The lines to be extracted run from the start of the listing through the line containing "let last = report.final_state().unwrap_or(ProcessState::Idle);"; copy them exactly and nothing else.

━━━━━ Exercise inputs ━━━━━

impl RecordProcessor {
    pub fn new(settings: ProcessorSettings, locator: LocatorSettings, timeouts: WaitTimeouts) -> Self {
        Self {
            settings,
            locator,
            timeouts,
        }
    }

    pub fn from_config(config: &RunnerConfig) -> Self {
        Self::new(
            config.processor.clone(),
            config.locator.clone(),
            config.timeouts.clone(),
        )
    }

    /// Processa um registro do início ao fim. Em caso de falha, tenta deixar
    /// a tela de volta na listagem antes de devolver o motivo.
    #[instrument(skip_all, fields(index = record.index, key = %record.key))]
    pub async fn process(
        &self,
        driver: &dyn RemoteDriver,
        record: &SourceRecord,
    ) -> Result<ProcessReport, RecordFailure> {
        let fields = normalize(record, &self.settings.defaults);
        let mut report = ProcessReport::default();
        report.enter(ProcessState::Idle);

        match self.run(driver, record, &fields, &mut report).await {
            Ok(()) => Ok(report),
            Err(failure) => {
                let last = report.final_state().unwrap_or(ProcessState::Idle);
                warn!(state = %last, code = %failure.code(), error = %failure, "Registro falhou");
                self.recover_screen(driver).await;
                Err(failure)
            }
        }
    }

    async fn run(
        &self,
        driver: &dyn RemoteDriver,
        record: &SourceRecord,
        fields: &NormalizedFieldSet,
        report: &mut ProcessReport,
    ) -> Result<(), RecordFailure> {
        let located = RecordLocator::new(&self.locator, &self.timeouts)
            .locate(driver, &record.key)
            .await?;
        report.page = located.page;
        debug!(row = located.row.position, page = located.page, "Formulário aberto");
        report.enter(ProcessState::Located);
        report.enter(ProcessState::FormOpen);

        self.fill(driver, record, fields, report).await?;
        report.enter(ProcessState::FieldsFilled);

        self.save(driver, fields, report).await?;
        report.enter(ProcessState::Saved);
        report.enter(ProcessState::Verified);

        self.return_to_listing(driver).await;
        report.enter(ProcessState::Done);
        info!(divergences = report.divergences.len(), "Registro atualizado");
        Ok(())
    }

    // ========================================================================
    // PREENCHIMENTO
    // ========================================================================

    async fn fill(
        &self,
        driver: &dyn RemoteDriver,
        record: &SourceRecord,
        fields: &NormalizedFieldSet,
        report: &mut ProcessReport,
    ) -> Result<(), RecordFailure> {
        let person_type = fields.person_type();
        self.clear_document(driver, person_type).await?;

        for (field, value) in fields.inputs() {
            write_if_present(driver, field, value).await?;
        }
        for (name, value) in &self.settings.fixed_selects {
            match driver.set_select(name, value).await {
                Err(DriverError::ElementNotFound(_)) => debug!(select = %name, "Select ausente"),
                other => other?,
            }
        }
        let active = if fields.active() { "Sim" } else { "Não" };
        driver.set_radio(ACTIVE_GROUP, active).await?;
        driver.set_radio(PERSON_TYPE_GROUP, person_type.radio_value()).await?;

        let Some(document) = fields.document() else {
            debug!("Sem documento, consulta externa não dispara");
            return self.apply_missing_defaults(driver, fields, report).await;
        };

        // A razão social vazia é o sinal de que a consulta ainda não chegou.
        let before = observe(driver).await?;
        write_if_present(driver, FormField::LegalName, "").await?;
        driver.set_field(person_type.document_field(), document).await?;
        report.auto_populated = self.await_auto_population(driver).await;
        if !report.auto_populated {
            debug!("Consulta do documento não preencheu a razão social no prazo");
        }

        self.reconcile(driver, record, fields, &before, report).await?;
        self.apply_missing_defaults(driver, fields, report).await
    }

    /// Troca para o tipo oposto, limpa o campo que aparece e volta.
    async fn clear_document(&self, driver: &dyn RemoteDriver, person_type: PersonType) -> Result<(), RecordFailure> {
        let opposite = person_type.opposite();
        let (timeout, interval) = (self.timeouts.document_toggle(), self.timeouts.toggle_interval());

        driver.set_radio(PERSON_TYPE_GROUP, opposite.radio_value()).await?;
        if driver.wait_for_field(opposite.document_field(), timeout, interval).await {
            write_if_present(driver, opposite.document_field(), "").await?;
        }
        driver.set_radio(PERSON_TYPE_GROUP, person_type.radio_value()).await?;
        if !driver.wait_for_field(person_type.document_field(), timeout, interval).await {
            debug!(field = %person_type.document_field(), "Campo do documento não apareceu");
        }
        Ok(())
    }

    async fn await_auto_population(&self, driver: &dyn RemoteDriver) -> bool {
        await_condition(
            self.timeouts.auto_population(),
            self.timeouts.interval(),
            move || async move {
                driver
                    .read_field(FormField::LegalName)
                    .await
                    .map(|v| !v.trim().is_empty())
                    .unwrap_or(false)
            },
        )
        .await
    }

    /// Compara a tela depois da consulta com a planilha.
    ///
    /// `before` é a tela logo antes do documento ser escrito. Campo sem valor
    /// da planilha que a consulta apagou volta ao que era.
    async fn reconcile(
        &self,
        driver: &dyn RemoteDriver,
        record: &SourceRecord,
        fields: &NormalizedFieldSet,
        before: &BTreeMap<FormField, String>,
        report: &mut ProcessReport,
    ) -> Result<(), RecordFailure> {
        for field in FormField::OBSERVABLE {
            let remote = read_if_present(driver, field).await?;
            let source = fields
                .source_value(field)
                .filter(|_| COMPARABLE.contains(&field));
            let Some(source) = source else {
                let previous = before.get(&field).map(String::as_str).unwrap_or_default();
                if remote.trim().is_empty() && !previous.trim().is_empty() {
                    write_if_present(driver, field, previous).await?;
                } else if remote != previous {
                    debug!(field = %field, value = %remote, "Campo preenchido pela consulta");
                }
                continue;
            };

            if remote.trim().is_empty() {
                // Consulta apagou o campo: o valor da planilha volta.
                write_if_present(driver, field, source).await?;
                continue;
            }
            if equivalent(field, &remote, source) {
                continue;
            }

            info!(field = %field, remote = %remote, source = %source, "Divergência com a consulta do documento");
            report.divergences.push(DivergenceEntry {
                key: record.key.clone(),
                label: record.label.clone(),
                field: field.remote_id().to_string(),
                remote_value: remote,
                source_value: source.to_string(),
                timestamp: Utc::now(),
            });

            if self.settings.auto_population == AutoPopulationPolicy::PreferSource {
                write_if_present(driver, field, source).await?;
            }
        }
        Ok(())
    }

    /// Preenche obrigatórios vazios e monta a auditoria de padrões com o que
    /// ficou na tela: padrão que a consulta substituiu não conta.
    async fn apply_missing_defaults(
        &self,
        driver: &dyn RemoteDriver,
        fields: &NormalizedFieldSet,
        report: &mut ProcessReport,
    ) -> Result<(), RecordFailure> {
        let normalized = fields.defaulted();
        for field in FormField::REQUIRED {
            let Some(default) = self.settings.defaults.get(field) else {
                continue;
            };
            let remote = driver.read_field(field).await?;
            if remote.trim().is_empty() {
                write_if_present(driver, field, default).await?;
                debug!(field = %field, "Obrigatório vazio, padrão aplicado");
            } else if !(normalized.contains(&field) && equivalent(field, &remote, default)) {
                continue;
            }
            report.defaulted.push(field);
        }
        Ok(())
    }

    // ========================================================================
    // SALVAMENTO
    // ========================================================================

    async fn save(
        &self,
        driver: &dyn RemoteDriver,
        fields: &NormalizedFieldSet,
        report: &mut ProcessReport,
    ) -> Result<(), RecordFailure> {
        driver.click(UiAction::Save).await?;
        let dialog = match self.await_save_signal(driver).await? {
            SaveSignal::Success => return Ok(()),
            SaveSignal::Silent => {
                report.silent_save = true;
                debug!("Nenhum aviso após salvar, assumindo sucesso");
                return Ok(());
            }
            SaveSignal::Rejected(dialog) => dialog,
        };

        driver.dismiss_dialog().await?;
        if !dialog.mentions_document() {
            return Err(RecordFailure::SaveRejected(dialog.text));
        }

        warn!(
            error = %dialog.text,
            document = fields.person_type().document_name(),
            "Erro no documento, corrigindo e salvando de novo"
        );
        self.correct_document(driver, fields).await?;
        report.corrected_document = true;

        driver.click(UiAction::Save).await?;
        match self.await_save_signal(driver).await? {
            SaveSignal::Success => Ok(()),
            SaveSignal::Silent => {
                report.silent_save = true;
                Ok(())
            }
            SaveSignal::Rejected(dialog) => {
                driver.dismiss_dialog().await?;
                Err(RecordFailure::SaveRejected(dialog.text))
            }
        }
    }

    /// Alterna o tipo de pessoa, limpa o documento e o reescreve.
    async fn correct_document(&self, driver: &dyn RemoteDriver, fields: &NormalizedFieldSet) -> Result<(), RecordFailure> {
        let person_type = fields.person_type();
        self.clear_document(driver, person_type).await?;
        if let Some(document) = fields.document() {
            driver.set_field(person_type.document_field(), document).await?;
        }
        Ok(())
    }

    async fn await_save_signal(&self, driver: &dyn RemoteDriver) -> Result<SaveSignal, RecordFailure> {
        let signal = poll_until(self.timeouts.save(), self.timeouts.interval(), move || async move {
            match driver.detect_dialog().await {
                Ok(Some(dialog)) if dialog.kind == DialogKind::Success => Some(Ok(SaveSignal::Success)),
                Ok(Some(dialog)) => Some(Ok(SaveSignal::Rejected(dialog))),
                Ok(None) => None,
                Err(err) => Some(Err(err)),
            }
        })
        .await;

        // Popup sem cara de erro depois de salvar ainda é validação do ERP.
        if let Some(Ok(SaveSignal::Rejected(dialog))) = &signal {
            if dialog.kind == DialogKind::Confirm {
                warn!(dialog = %dialog.text, "Popup não classificado após salvar, tratado como recusa");
            }
        }

        match signal {
            Some(result) => Ok(result?),
            None => Ok(SaveSignal::Silent),
        }
    }

    // ========================================================================
    // VOLTA PARA A LISTAGEM
    // ========================================================================

    async fn return_to_listing(&self, driver: &dyn RemoteDriver) {
        if let Err(err) = driver.go_back().await {
            warn!(error = %err, "Falha ao clicar em voltar");
            return;
        }
        let visible = await_condition(self.timeouts.listing(), self.timeouts.interval(), move || async move {
            if let Ok(Some(dialog)) = driver.detect_dialog().await {
                if dialog.kind != DialogKind::Success {
                    let _ = driver.dismiss_dialog().await;
                }
            }
            driver.listing_visible().await.unwrap_or(false)
        })
        .await;
        if !visible {
            warn!("Listagem não reapareceu após voltar");
        }
    }

    /// Melhor esforço depois de uma falha: fecha avisos e sai do formulário.
    async fn recover_screen(&self, driver: &dyn RemoteDriver) {
        if matches!(driver.detect_dialog().await, Ok(Some(_))) {
            let _ = driver.dismiss_dialog().await;
        }
        if !driver.listing_visible().await.unwrap_or(false) {
            self.return_to_listing(driver).await;
        }
    }
}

━━━━━

Exercise result
impl RecordProcessor {
    pub fn new(settings: ProcessorSettings, locator: LocatorSettings, timeouts: WaitTimeouts) -> Self {
        Self {
            settings,
            locator,
            timeouts,
        }
    }

    pub fn from_config(config: &RunnerConfig) -> Self {
        Self::new(
            config.processor.clone(),
            config.locator.clone(),
            config.timeouts.clone(),
        )
    }

    /// Processa um registro do início ao fim. Em caso de falha, tenta deixar
    /// a tela de volta na listagem antes de devolver o motivo.
    #[instrument(skip_all, fields(index = record.index, key = %record.key))]
    pub async fn process(
        &self,
        driver: &dyn RemoteDriver,
        record: &SourceRecord,
    ) -> Result<ProcessReport, RecordFailure> {
        let fields = normalize(record, &self.settings.defaults);
        let mut report = ProcessReport::default();
        report.enter(ProcessState::Idle);

        match self.run(driver, record, &fields, &mut report).await {
            Ok(()) => Ok(report),
            Err(failure) => {
                let last = report.final_state().unwrap_or(ProcessState::Idle);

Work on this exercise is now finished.